Dans son discours à la nation ce jeudi 27 août, le président Félix Tshisekedi a annoncé qu’il prendra, dans les prochains jours, une ordonnance présidentielle pour convoquer un dialogue national inclusif. Ce processus vise à renforcer la cohésion nationale et à trouver des solutions durables aux problèmes internes du pays.
Le chef de l’État a rappelé que le retrait complet des groupes armés étrangers des zones occupées illégalement demeure une condition préalable à l’instauration d’un climat de paix propice au dialogue. Après avoir consulté les différentes couches sociales, Félix Tshisekedi a précisé que ce dialogue ne suspendra pas le fonctionnement des institutions légalement établies.
Il ne commencera pas à Kinshasa : une vaste consultation technique sera organisée dans chaque province afin d’assurer une participation représentative.
Seules les personnes ayant renoncé à la lutte armée pourront prendre part à ce processus. Le président a insisté sur le fait que ce dialogue se tiendra exclusivement sur le territoire congolais, sous la responsabilité des Congolais, sans médiation étrangère.
Félix Tshisekedi s’est engagé à garantir l’indépendance, la sécurité et la liberté de chaque participant. Il a par ailleurs exclu l’AFC/M23 et toute personne impliquée dans des activités armées du processus.

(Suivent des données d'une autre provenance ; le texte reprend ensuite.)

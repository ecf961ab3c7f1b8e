use async_trait::async_trait;
use chrono::Utc;
use sea_orm::{
    sea_query::Expr, ActiveModelTrait, ColumnTrait, DatabaseTransaction, EntityTrait, QueryFilter,
    Set, TransactionError, TransactionTrait,
};

use crate::{
    entities::{images, users},
    state::DatabaseClient,
};

/// Profile image store. Attach and detach pair an image row mutation with the
/// owning user's reference column, so either both land or neither does.
#[async_trait]
pub trait ImagesRepo: Send + Sync {
    async fn find_by_image_no(&self, image_no: i64)
        -> Result<Option<images::Model>, sea_orm::DbErr>;
    async fn attach(&self, user_no: i64, image_path: &str)
        -> Result<images::Model, sea_orm::DbErr>;
    async fn update_path(&self, image_no: i64, image_path: &str) -> Result<(), sea_orm::DbErr>;
    async fn detach(&self, user_no: i64, image_no: i64) -> Result<(), sea_orm::DbErr>;
}

pub struct SeaOrmImagesRepo {
    db: std::sync::Arc<dyn DatabaseClient>,
}

impl SeaOrmImagesRepo {
    pub fn new(db: std::sync::Arc<dyn DatabaseClient>) -> Self {
        Self { db }
    }
}

fn flatten(err: TransactionError<sea_orm::DbErr>) -> sea_orm::DbErr {
    match err {
        TransactionError::Connection(err) => err,
        TransactionError::Transaction(err) => err,
    }
}

async fn set_user_image(
    txn: &DatabaseTransaction,
    user_no: i64,
    image_no: Option<i64>,
) -> Result<(), sea_orm::DbErr> {
    users::Entity::update_many()
        .col_expr(users::Column::ImageNo, Expr::value(image_no))
        .col_expr(users::Column::UpdatedAt, Expr::value(Utc::now()))
        .filter(users::Column::UserNo.eq(user_no))
        .filter(users::Column::WithdrawalAt.is_null())
        .exec(txn)
        .await?;
    Ok(())
}

#[async_trait]
impl ImagesRepo for SeaOrmImagesRepo {
    async fn find_by_image_no(
        &self,
        image_no: i64,
    ) -> Result<Option<images::Model>, sea_orm::DbErr> {
        images::Entity::find_by_id(image_no).one(self.db.conn()).await
    }

    async fn attach(
        &self,
        user_no: i64,
        image_path: &str,
    ) -> Result<images::Model, sea_orm::DbErr> {
        let image_path = image_path.to_string();
        self.db
            .conn()
            .transaction::<_, images::Model, sea_orm::DbErr>(move |txn| {
                Box::pin(async move {
                    let image = images::ActiveModel {
                        image_path: Set(image_path),
                        ..Default::default()
                    }
                    .insert(txn)
                    .await?;

                    set_user_image(txn, user_no, Some(image.image_no)).await?;
                    Ok(image)
                })
            })
            .await
            .map_err(flatten)
    }

    async fn update_path(&self, image_no: i64, image_path: &str) -> Result<(), sea_orm::DbErr> {
        images::Entity::update_many()
            .col_expr(images::Column::ImagePath, Expr::value(image_path))
            .filter(images::Column::ImageNo.eq(image_no))
            .exec(self.db.conn())
            .await?;
        Ok(())
    }

    async fn detach(&self, user_no: i64, image_no: i64) -> Result<(), sea_orm::DbErr> {
        self.db
            .conn()
            .transaction::<_, (), sea_orm::DbErr>(move |txn| {
                Box::pin(async move {
                    set_user_image(txn, user_no, None).await?;
                    images::Entity::delete_by_id(image_no).exec(txn).await?;
                    Ok(())
                })
            })
            .await
            .map_err(flatten)
    }
}
use sea_orm::entity::prelude::*;

#[derive(Clone, Debug, PartialEq, DeriveEntityModel)]
#[sea_orm(table_name = "departments")]
pub struct Model {
    #[sea_orm(primary_key, auto_increment = false)]
    pub department_id: String,
    pub department_name: String,
    /// Dashboard assignment for the department's landing view; unset until
    /// an operator pins one.
    pub main_dashboard_uid: Option<String>,
    pub main_dashboard_title: Option<String>,
}

#[derive(Copy, Clone, Debug, EnumIter, DeriveRelation)]
pub enum Relation {}

impl ActiveModelBehavior for ActiveModel {}
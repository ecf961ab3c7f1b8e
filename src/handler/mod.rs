pub mod admin;
pub mod departments;
pub mod event_levels;
pub mod health;
pub mod images;
pub mod roles;
pub mod users;
use axum::{
    body::Body,
    extract::State,
    http::{HeaderMap, Request},
    middleware::Next,
    response::Response,
};
use std::sync::Arc;

use crate::{error::ApiError, state::AppState};

/// Header carrying the encrypted caller email, set by the trusted gateway.
pub const IDENTITY_HEADER: &str = "X-User-Id";

/// Recovers the caller's email from the identity header. A missing header
/// and an undecryptable token are treated identically: unauthenticated.
pub fn caller_email(state: &AppState, headers: &HeaderMap) -> Result<String, ApiError> {
    let token = headers
        .get(IDENTITY_HEADER)
        .ok_or_else(|| ApiError::Unauthorized("missing identity header".to_string()))?
        .to_str()
        .map_err(|_| ApiError::Unauthorized("invalid identity header".to_string()))?;

    state
        .codec()
        .decrypt(token)
        .map_err(|_| ApiError::Unauthorized("invalid identity header".to_string()))
}

/// Access gate for the /admin route tree. This is the single enforcement
/// point for administrative privilege; handlers behind it carry no role
/// checks of their own.
pub async fn admin_gate(
    State(state): State<Arc<AppState>>,
    req: Request<Body>,
    next: Next,
) -> Result<Response, ApiError> {
    let email = caller_email(&state, req.headers())?;

    let user = match state.users().get_user(&email).await {
        Ok(view) => view,
        // An identity that decrypts but resolves to no active account is
        // still unauthenticated, not a 404.
        Err(ApiError::NotFound(_)) => {
            return Err(ApiError::Unauthorized("unknown identity".to_string()))
        }
        Err(other) => return Err(other),
    };

    if user.role_id != state.config().values().admin_role_id {
        tracing::debug!(email = %email, role = %user.role_id, "admin access denied");
        return Err(ApiError::Forbidden("administrator role required".to_string()));
    }

    Ok(next.run(req).await)
}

Le président a exhorté les acteurs politiques, religieux et de la société civile à privilégier l’intérêt supérieur de la nation plutôt que des divergences jugées inutiles. Il a lancé un message particulier à la jeunesse, l’invitant à protéger l’avenir du pays qu’elle sera appelée à diriger demain.« Un dialogue sincère exige un climat de paix pour sa réussite », a déclaré Félix Tshisekedi, appelant à une mobilisation collective pour que ce processus devienne un tournant décisif dans la consolidation de la paix et de l’unité nationale.